In another embodiment, analyzing, using the trained machine learning model, the second one or more images corresponding to each product of the second one or more products, comprises: (a) obtaining, by the one or more hardware processors, the second one or more images corresponding to each product of the second one or more products, at the trained machine learning model, (b) comparing, by the one or more hardware processors, the second one or more images corresponding to each product of the second one or more products, one product at a time, using one or more vectors from the trained machine learning model, and (c) analyzing, by the one or more hardware processors, the second one or more images corresponding to each product of the second one or more products, one product at a time, based on the comparison of the second one or more images corresponding to each product of the second one or more products, using the trained machine learning model.

In yet another embodiment, the trained machine learning model is configured to output the one or more vectors comprising one or more numerical values associated with the second one or more analyzed images corresponding to each product of the second one or more products.

In yet another embodiment, clustering, using the clustering model, the second one or more analyzed images in the one or more sets, comprises: (a) obtaining, by the one or more hardware processors, the second one or more analyzed images corresponding to each product of the second one or more products, (b) comparing, by the one or more hardware processors, each of the second one or more analyzed images with the second one or more analyzed images corresponding to each product of the second one or more products, one product at a time, and (c) clustering, by the one or more hardware processors, the second one or more analyzed images corresponding to each product of the second one or more products in the one or more sets, based on the comparison of each of the second one or more analyzed images with the second one or more analyzed images corresponding to each product of the second one or more products, one product at a time.

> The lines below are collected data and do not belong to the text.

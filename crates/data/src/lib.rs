//! `data` crate — generic repository over a transactional database session.
//!
//! Provides typed entity records, the session contract a store must offer,
//! a Postgres and an in-memory session, and the [`Repository`] that maps the
//! five CRUD operations onto them.  No business logic lives here.

pub mod clock;
pub mod error;
pub mod logging;
pub mod models;
pub mod pool;
pub mod repository;
pub mod session;

pub use clock::{Clock, FixedClock, SystemClock};
pub use error::DbError;
pub use models::{EntityId, InventoryMovement, MovementType, Record, RoleForm};
pub use pool::{DbConfig, DbPool};
pub use repository::Repository;
pub use session::{EntitySet, SaveOutcome, UnitOfWork};
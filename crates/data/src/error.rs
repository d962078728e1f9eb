//! Typed error type for the data crate.

use thiserror::Error;

use crate::models::EntityId;

/// A store fault: any failure originating from the session rather than from
/// application logic.  A missing entity is never a `DbError`.
#[derive(Debug, Error)]
pub enum DbError {
    #[error("sqlx error: {0}")]
    Sqlx(#[from] sqlx::Error),

    /// Fault raised by a session that is not backed by sqlx.
    #[error("store fault: {0}")]
    Store(String),

    /// A staged update or removal matched no row when it was committed.
    #[error("{entity} {id} was changed or removed concurrently")]
    ConcurrencyConflict {
        entity: &'static str,
        id: EntityId,
    },

    #[error("serialization error: {0}")]
    Serialization(#[from] serde_json::Error),
}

The one or more sets is created for the second one or more analyzed images corresponding to each product of the second one or more products. The compared second two or more analyzed images are corresponding to an analogical sub-product of the second one or more products. Each set of the one or more sets is a sub-product created for the second one or more analyzed images corresponding to the second one or more products. The one or more sets is classified as at least one of: the one or more sets created for the second one or more products that comprises at least one of: the two or more analogical sub-products with the analogical characteristics, the two or more analogical sub-products with the distinct characteristics, and the two or more distinct sub-products with the distinct characteristics.

In yet another embodiment, the clustering model is a density-based spatial clustering of applications with noise (DBSCAN) model for clustering the second one or more analyzed images into the one or more sets.

In yet another embodiment, the machine learning based method further includes grouping, by the one or more hardware processors, one or more sub-product clusters created for the second one or more analyzed images corresponding to the second one or more products when second two or more products of second one or more sub-products are analogous.

In yet another embodiment, upon grouping the one or more sub-product clusters, the machine learning based method further includes performing, by the one or more hardware processors, one or more checks at cluster level to determine errors in data associated with the second one or more analyzed images corresponding to the second one or more products. The performing of the one or more checks comprises at least one of: (a) checking, by the one or more hardware processors, whether a first sub-product cluster needs to be left alone when the first sub-product cluster is created during analyzing of the second one or more images corresponding to each product of the second one or more products, the first sub-product cluster corresponds to, (b) checking, by the one or more hardware processors, whether the second one or more analyzed images corresponding to the first product of the second one or more products, in the first sub-product cluster, is merged with the second one or more analyzed images corresponding to the second product of the second one or more products when a correspondence between the first product and the second product is determined, and (c) checking, by the one or more hardware processors, whether a second sub-product cluster created is at least one of: not a part of the second one or more products, and not a part of products other than the second one or more products.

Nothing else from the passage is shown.